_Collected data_

========================

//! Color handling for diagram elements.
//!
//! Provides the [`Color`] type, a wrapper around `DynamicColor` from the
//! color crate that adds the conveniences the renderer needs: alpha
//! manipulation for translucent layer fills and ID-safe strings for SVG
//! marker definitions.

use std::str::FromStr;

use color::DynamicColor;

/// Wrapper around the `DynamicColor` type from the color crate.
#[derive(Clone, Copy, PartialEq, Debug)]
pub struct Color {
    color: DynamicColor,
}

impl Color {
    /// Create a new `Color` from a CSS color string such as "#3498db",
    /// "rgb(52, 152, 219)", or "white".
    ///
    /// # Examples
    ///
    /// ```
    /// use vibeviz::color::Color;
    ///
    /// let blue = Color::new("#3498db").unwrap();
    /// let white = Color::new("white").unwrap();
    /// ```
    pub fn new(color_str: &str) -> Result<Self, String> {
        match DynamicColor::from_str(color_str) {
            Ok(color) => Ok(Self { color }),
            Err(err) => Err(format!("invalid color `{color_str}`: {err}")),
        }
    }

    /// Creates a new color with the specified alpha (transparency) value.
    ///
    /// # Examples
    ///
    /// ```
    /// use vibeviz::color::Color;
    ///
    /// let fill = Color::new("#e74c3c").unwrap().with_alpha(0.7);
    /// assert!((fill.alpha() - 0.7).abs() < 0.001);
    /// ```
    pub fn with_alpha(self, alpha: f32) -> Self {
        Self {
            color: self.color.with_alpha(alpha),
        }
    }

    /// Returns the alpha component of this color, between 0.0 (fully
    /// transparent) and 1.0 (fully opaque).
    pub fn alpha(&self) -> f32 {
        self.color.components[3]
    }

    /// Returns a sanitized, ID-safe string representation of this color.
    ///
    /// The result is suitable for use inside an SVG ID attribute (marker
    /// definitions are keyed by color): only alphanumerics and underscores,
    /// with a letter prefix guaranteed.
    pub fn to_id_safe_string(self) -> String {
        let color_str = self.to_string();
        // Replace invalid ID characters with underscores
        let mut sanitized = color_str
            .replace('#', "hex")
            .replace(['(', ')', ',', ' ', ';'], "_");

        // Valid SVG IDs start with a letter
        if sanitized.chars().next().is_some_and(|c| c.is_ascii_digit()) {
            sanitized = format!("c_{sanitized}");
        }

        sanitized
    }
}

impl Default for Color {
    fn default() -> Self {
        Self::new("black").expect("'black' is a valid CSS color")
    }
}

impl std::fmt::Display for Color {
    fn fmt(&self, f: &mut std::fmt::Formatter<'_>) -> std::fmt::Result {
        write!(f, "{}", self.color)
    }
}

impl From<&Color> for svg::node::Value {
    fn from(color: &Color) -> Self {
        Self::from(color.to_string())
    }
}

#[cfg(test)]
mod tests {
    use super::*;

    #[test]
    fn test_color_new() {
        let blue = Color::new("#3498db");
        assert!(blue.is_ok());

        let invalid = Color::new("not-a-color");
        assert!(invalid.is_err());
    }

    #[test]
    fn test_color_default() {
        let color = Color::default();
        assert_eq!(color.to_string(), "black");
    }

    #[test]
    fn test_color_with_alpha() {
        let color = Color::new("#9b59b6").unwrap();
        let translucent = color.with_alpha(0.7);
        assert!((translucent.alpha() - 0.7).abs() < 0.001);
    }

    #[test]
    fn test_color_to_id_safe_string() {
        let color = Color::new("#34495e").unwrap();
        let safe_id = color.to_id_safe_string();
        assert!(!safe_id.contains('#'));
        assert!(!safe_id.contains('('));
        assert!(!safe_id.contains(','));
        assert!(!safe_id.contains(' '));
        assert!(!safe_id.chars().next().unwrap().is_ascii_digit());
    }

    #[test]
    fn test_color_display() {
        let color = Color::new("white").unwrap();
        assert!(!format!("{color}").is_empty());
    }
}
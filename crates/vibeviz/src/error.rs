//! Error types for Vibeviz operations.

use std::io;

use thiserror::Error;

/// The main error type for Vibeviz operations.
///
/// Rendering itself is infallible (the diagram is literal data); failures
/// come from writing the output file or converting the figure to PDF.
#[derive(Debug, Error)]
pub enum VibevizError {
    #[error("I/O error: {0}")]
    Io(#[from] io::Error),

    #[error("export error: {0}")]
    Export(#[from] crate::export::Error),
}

========================

_WHAT IS NEEDED_
Locate the word "fully" in the records above, and return each line that has it.

_WRITTEN REPLY_
    /// Returns the alpha component of this color, between 0.0 (fully
    /// transparent) and 1.0 (fully opaque).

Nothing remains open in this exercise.